Florida is not doing enough to prevent cancer or care for those who get it, according to a new report from the advocacy arm of the American Cancer Society.
The Cancer Action Network’s annual report says the state was not proficient in any of the group’s eight benchmarks, placing Florida among the worst in the nation at implementing policies and laws to prevent and treat cancer.
“One hundred and thirty-one thousand people this year in Florida are going to be diagnosed with cancer,” said Matt Jordan, spokesman for the Cancer Action Network. “We need to do everything we can in the state to prevent more people from being diagnosed and to treat and cure the ones that are being diagnosed.”
The state received some of its lowest marks for not expanding access to Medicaid, Jordan said.
Allowing more people to enroll in Medicaid would provide more access to early cancer screenings, prevention and treatment.
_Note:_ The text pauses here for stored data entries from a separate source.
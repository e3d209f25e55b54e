//! Compile-fail tests for derive macro error paths.
//!
//! These tests verify that `#[derive(NativeType)]` rejects malformed
//! `#[bindery(...)]` attributes with a pointed error.

#[test]
fn macro_compile_fail_tests() {
    let t = trybuild::TestCases::new();
    t.compile_fail("tests/compile_fail/*.rs");
}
“If you do get cancer, you want to make sure that you can get the treatment as quickly as possible,” Jordan said. “Fighting your cancer in stage one, you have such a better chance of survival and just overall quality of life and happiness than you do in stage three or four.”
The state also falls behind in funding for cancer research, Jordan said. Florida is the third most populous state but it’s not in the top 10 in terms of research funding and clinical trials.
“Research and development is so important for getting new treatments and higher survival rates,” he said.
Along with access to Medicaid, the report also measured the state on access to palliative care, balanced pain control policies, cigarette tax levels, smoke-free laws, funding for tobacco prevention and cessation programs, cessation coverage under Medicaid and restricting indoor tanning devices for people under 18.
During this year’s legislative session, lawmakers proposed a bill that would increase the age to purchase tobacco from 18 to 21. But the American Cancer Society opposed it because the bill contained an exemption for cigars and would not apply to military personnel. The bill also penalized young people instead of the stores that sold them the tobacco, Jordan said.
In Florida and other states, the tobacco industry co-opted efforts to raise the age of sale for tobacco products to advance their own interests, said Heather Youmans, director of government relations for the Cancer Action Network.
Her group “worked hard to defeat a Tobacco 21 bill that was influenced by the tobacco industry and would have undermined the progress Florida has made in tobacco control, particularly with youth,” she said.
One bright spot in Florida was a law passed by legislators to include vaping in the Indoor Air Act, Jordan said. The regulation prevents people from using e-cigarettes anywhere tobacco products are prohibited.
“We’re seeing 25 percent of high-schoolers vaping now,” Jordan said. “I think a lot of legislators in Florida are really starting to understand how harmful these products are and I think we’re going to see some more legislation next year with these products.”